Domi is our Rocky Mountain elk bull, with majestic antlers, six points of equilibrium covered in a velvety skin. Chest out, he paws the dirt, hurling clumps of soil into the air. The muscles on his legs quiver as he prances the perimeter of his pen.
Joe loads the sedative dart into the rifle, leans the barrel against the post, aims and fires. Domi kicks viciously, his torso contorting. The drug takes effect quickly. The animal staggers, falls to his knees, his nose crushing into the ground, the hind quarters collapsing. His head succumbs, twisted by the extremities of his rack.

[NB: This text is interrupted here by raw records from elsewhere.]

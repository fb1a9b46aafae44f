use crate::context::CapturedContext;
use crate::diff::DiffOp;
use crate::host::Decoration;
use crate::position::offset_to_position;

/// Ghost text shown at the end of the cursor line while waiting on the model.
pub const PENDING_MARKER: &str = "⋯";

/// Decorations that show `ops` on top of the captured window. Offsets in
/// `ops` refer to [`CapturedContext::text`].
pub fn preview_decorations(context: &CapturedContext, ops: &[DiffOp]) -> Vec<Decoration> {
    let text = context.text();
    ops.iter()
        .map(|op| match op {
            DiffOp::Delete { start, end } => Decoration::Strikethrough {
                start: context.host_point(&context.lines, offset_to_position(&text, *start)),
                end: context.host_point(&context.lines, offset_to_position(&text, *end)),
            },
            DiffOp::Insert { text: inserted, position } => Decoration::Ghost {
                at: context.host_point(&context.lines, offset_to_position(&text, *position)),
                lines: inserted.split('\n').map(str::to_string).collect(),
            },
        })
        .collect()
}

pub fn pending_decoration(context: &CapturedContext) -> Decoration {
    Decoration::Pending {
        row: context.start_line + context.cursor_row,
        text: PENDING_MARKER.to_string(),
    }
}
impl PredictionController {
    pub fn new(
        host: Arc<dyn Host>,
        model: Arc<dyn ModelClient>,
        history: Arc<Mutex<ChangeHistory>>,
        settings: PredictionSettings,
    ) -> Self {
        Self {
            host,
            model,
            history,
            settings,
            state: Mutex::new(PredictionState::Idle),
            last_request_id: AtomicU64::new(0),
            namespace: OnceCell::new(),
            preview: tokio::sync::Mutex::new(PreviewResources::default()),
        }
    }

    pub fn state(&self) -> PredictionState {
        self.lock_state().clone()
    }

    fn lock_state(&self) -> MutexGuard<'_, PredictionState> {
        self.state.lock().unwrap_or_else(PoisonError::into_inner)
    }

    /// Manual trigger: request a prediction when idle, accept the displayed
    /// one otherwise. Ignored while a request or an apply is in flight.
    pub async fn trigger(&self) -> Result<()> {
        let accept = {
            let state = self.lock_state();
            match &*state {
                PredictionState::Idle => false,
                PredictionState::DisplayingProposedEdit { .. } => true,
                PredictionState::AwaitingReply { request_id, .. } => {
                    debug!(request_id, "prediction already in flight; ignoring trigger");
                    return Ok(());
                }
                PredictionState::Applying { .. } => {
                    debug!("prediction is being applied; ignoring trigger");
                    return Ok(());
                }
            }
        };
        if accept {
            self.accept().await
        } else {
            self.request_prediction().await
        }
    }

    async fn request_prediction(&self) -> Result<()> {
        let context = Arc::new(
            CapturedContext::capture(
                self.host.as_ref(),
                self.settings.lines_before,
                self.settings.lines_after,
            )
            .await?,
        );

        let request_id = {
            let mut state = self.lock_state();
            if *state != PredictionState::Idle {
                debug!("state changed while capturing context; dropping trigger");
                return Ok(());
            }
            let request_id = self.last_request_id.fetch_add(1, Ordering::Relaxed) + 1;
            *state = PredictionState::AwaitingReply {
                request_id,
                context: Arc::clone(&context),
            };
            request_id
        };
        info!(request_id, buffer = context.buffer, "requesting prediction");

        let reply = self.fetch_prediction(&context).await;
        self.complete(request_id, reply).await
    }

    async fn fetch_prediction(&self, context: &CapturedContext) -> Result<Option<Prediction>> {
        if let Err(err) = self.show(context.buffer, &[pending_decoration(context)]).await {
            warn!("could not show in-progress marker: {err}");
        }

        let prompt = {
            let history = self.history.lock().unwrap_or_else(PoisonError::into_inner);
            let recent = history.recent_within_budget(self.settings.history_token_budget);
            prediction_prompt(context, &recent)
        };
        let request = ModelRequest {
            system: PREDICTION_SYSTEM_PROMPT.to_string(),
            prompt,
            tool: prediction_tool(),
        };

        let output = match self.settings.timeout {
            Some(limit) => tokio::time::timeout(limit, self.model.complete(&request))
                .await
                .map_err(|_| ForesightErr::model_timeout(limit))??,
            None => self.model.complete(&request).await?,
        };
        output
            .map(|value| serde_json::from_value(value).map_err(ForesightErr::InvalidModelOutput))
            .transpose()
    }

    /// Deliver the model's reply for `request_id`. Replies for anything but
    /// the live request are dropped.
    pub async fn complete(
        &self,
        request_id: u64,
        reply: Result<Option<Prediction>>,
    ) -> Result<()> {
        let Some(context) = self.awaiting_context(request_id) else {
            debug!(request_id, "discarding stale prediction reply");
            return Ok(());
        };

        let prediction = match reply.and_then(|p| p.ok_or(ForesightErr::NoStructuredResult)) {
            Ok(prediction) => prediction,
            Err(err) => {
                self.abandon(request_id).await;
                return Err(err);
            }
        };
        let resolved = match resolve_prediction(&context.text(), &prediction) {
            Ok(resolved) => resolved,
            Err(err) => {
                self.abandon(request_id).await;
                return Err(err);
            }
        };

        let ops = diff_words(&context.text(), &resolved.new_text);
        if let Err(err) = self
            .show(context.buffer, &preview_decorations(&context, &ops))
            .await
        {
            self.abandon(request_id).await;
            return Err(err);
        }

        let displayed = self.transition_from_awaiting(
            request_id,
            PredictionState::DisplayingProposedEdit {
                context: Arc::clone(&context),
                prediction,
            },
        );
        if !displayed {
            debug!(request_id, "prediction superseded while rendering");
            self.clear_decorations().await;
            return Ok(());
        }

        if let Err(err) = self.install_listeners(context.buffer).await {
            warn!("could not install preview listeners: {err}");
        }
        self.host.set_prediction_active(true).await;
        info!(request_id, edits = ops.len(), "displaying proposed edit");
        Ok(())
    }

    /// Apply the displayed prediction. A no-op unless a preview is up.
    pub async fn accept(&self) -> Result<()> {
        let (context, prediction) = {
            let mut state = self.lock_state();
            match std::mem::take(&mut *state) {
                PredictionState::DisplayingProposedEdit {
                    context,
                    prediction,
                } => {
                    *state = PredictionState::Applying {
                        context: Arc::clone(&context),
                        prediction: prediction.clone(),
                    };
                    (context, prediction)
                }
                other => {
                    *state = other;
                    debug!("no proposed edit to accept");
                    return Ok(());
                }
            }
        };

        self.teardown_preview().await;
        let result = self.apply(&context, &prediction).await;
        *self.lock_state() = PredictionState::Idle;
        match &result {
            Ok(()) => info!(buffer = context.buffer, "applied prediction"),
            Err(err) => warn!("prediction not applied: {err}"),
        }
        result
    }

    async fn apply(&self, context: &CapturedContext, prediction: &Prediction) -> Result<()> {
        let live = self
            .host
            .get_lines(context.buffer, context.start_line, context.end_line + 1)
            .await?;
        if live != context.lines {
            return Err(ForesightErr::ContextChanged);
        }

        let resolved = resolve_prediction(&context.text(), prediction)?;
        let new_lines: Vec<String> = resolved.new_text.split('\n').map(str::to_string).collect();
        self.host
            .set_lines(
                context.buffer,
                context.start_line,
                context.end_line + 1,
                new_lines.clone(),
            )
            .await?;

        if self.host.current_buffer().await? == context.buffer {
            let position = offset_to_position(&resolved.new_text, resolved.cursor_offset);
            self.host
                .set_cursor(context.host_point(&new_lines, position))
                .await?;
        }
        Ok(())
    }

    /// Drop the displayed preview. `buffer` is the buffer the dismissal came
    /// from; a dismissal for another buffer is ignored.
    pub async fn dismiss(&self, buffer: Option<BufferId>) -> Result<()> {
        {
            let mut state = self.lock_state();
            let displayed = match &*state {
                PredictionState::DisplayingProposedEdit { context, .. } => context.buffer,
                _ => {
                    debug!("no proposed edit to dismiss");
                    return Ok(());
                }
            };
            if buffer.is_some_and(|b| b != displayed) {
                debug!(displayed, dismissed = ?buffer, "ignoring dismissal for another buffer");
                return Ok(());
            }
            *state = PredictionState::Idle;
        }
        self.teardown_preview().await;
        info!("dismissed proposed edit");
        Ok(())
    }

    async fn namespace(&self) -> Result<NamespaceId> {
        self.namespace
            .get_or_try_init(|| self.host.create_namespace(PREVIEW_NAMESPACE))
            .await
            .copied()
    }

    /// Replace whatever the preview namespace shows with `decorations` in
    /// `buffer`.
    async fn show(&self, buffer: BufferId, decorations: &[Decoration]) -> Result<()> {
        let namespace = self.namespace().await?;
        let mut preview = self.preview.lock().await;
        if let Some(previous) = preview.decorated.take()
            && previous != buffer
        {
            self.host.clear_namespace(previous, namespace).await?;
        }
        self.host.clear_namespace(buffer, namespace).await?;
        preview.decorated = Some(buffer);
        for decoration in decorations {
            self.host.decorate(buffer, namespace, decoration).await?;
        }
        Ok(())
    }

    async fn clear_decorations(&self) {
        let Some(namespace) = self.namespace.get().copied() else {
            return;
        };
        let mut preview = self.preview.lock().await;
        if let Some(buffer) = preview.decorated.take()
            && let Err(err) = self.host.clear_namespace(buffer, namespace).await
        {
            warn!("could not clear preview in buffer {buffer}: {err}");
        }
    }

    async fn install_listeners(&self, buffer: BufferId) -> Result<()> {
        let mut preview = self.preview.lock().await;
        if let Some(existing) = &preview.listeners {
            if existing.buffer == buffer {
                return Ok(());
            }
            self.host.remove_preview_listeners(existing).await?;
            preview.listeners = None;
        }
        let watch_mode_change = self.host.mode().await? == "n";
        preview.listeners = Some(
            self.host
                .install_preview_listeners(buffer, watch_mode_change)
                .await?,
        );
        Ok(())
    }

    async fn teardown_preview(&self) {
        let listeners = self.preview.lock().await.listeners.take();
        if let Some(handle) = listeners
            && let Err(err) = self.host.remove_preview_listeners(&handle).await
        {
            warn!("could not remove preview listeners: {err}");
        }
        self.clear_decorations().await;
        self.host.set_prediction_active(false).await;
    }

    /// Return to idle after a failed request, if `request_id` is still the
    /// live one.
    async fn abandon(&self, request_id: u64) {
        if self.transition_from_awaiting(request_id, PredictionState::Idle) {
            self.clear_decorations().await;
        }
    }

    fn awaiting_context(&self, request_id: u64) -> Option<Arc<CapturedContext>> {
        match &*self.lock_state() {
            PredictionState::AwaitingReply {
                request_id: live,
                context,
            } if *live == request_id => Some(Arc::clone(context)),
            _ => None,
        }
    }

    /// Move to `next` if `request_id` is still the live request.
    fn transition_from_awaiting(&self, request_id: u64, next: PredictionState) -> bool {
        let mut state = self.lock_state();
        let live = matches!(
            &*state,
            PredictionState::AwaitingReply { request_id: live, .. } if *live == request_id
        );
        if live {
            *state = next;
        }
        live
    }
}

Joe rushes in, retrieving a meat saw and a rope from his back pocket. He wraps the rope around the base of the antler and the sharp teeth of the saw cleave through the skin, bone and spongy marrow. The raw meat smell assaults me. A pipeline of blood spurts crazy red lines onto the soil. Joe hands me the first half.
Its warmth wraps itself into my fingers. Blood pulsates from the marrow and trickles down my hand. Joe hands me the second antler. With arms extended, aching under the weight of the panache, I run to place them in their deep freeze coffin.
When I return, Domi stands in the shadow, head down, shoulders slumped. Crushed grass clings to his muddy coat and blood cakes his forehead. His legs tremble and foam bubbles around his droopy lips. My heart sinks. I hang my head. My shoulders sag.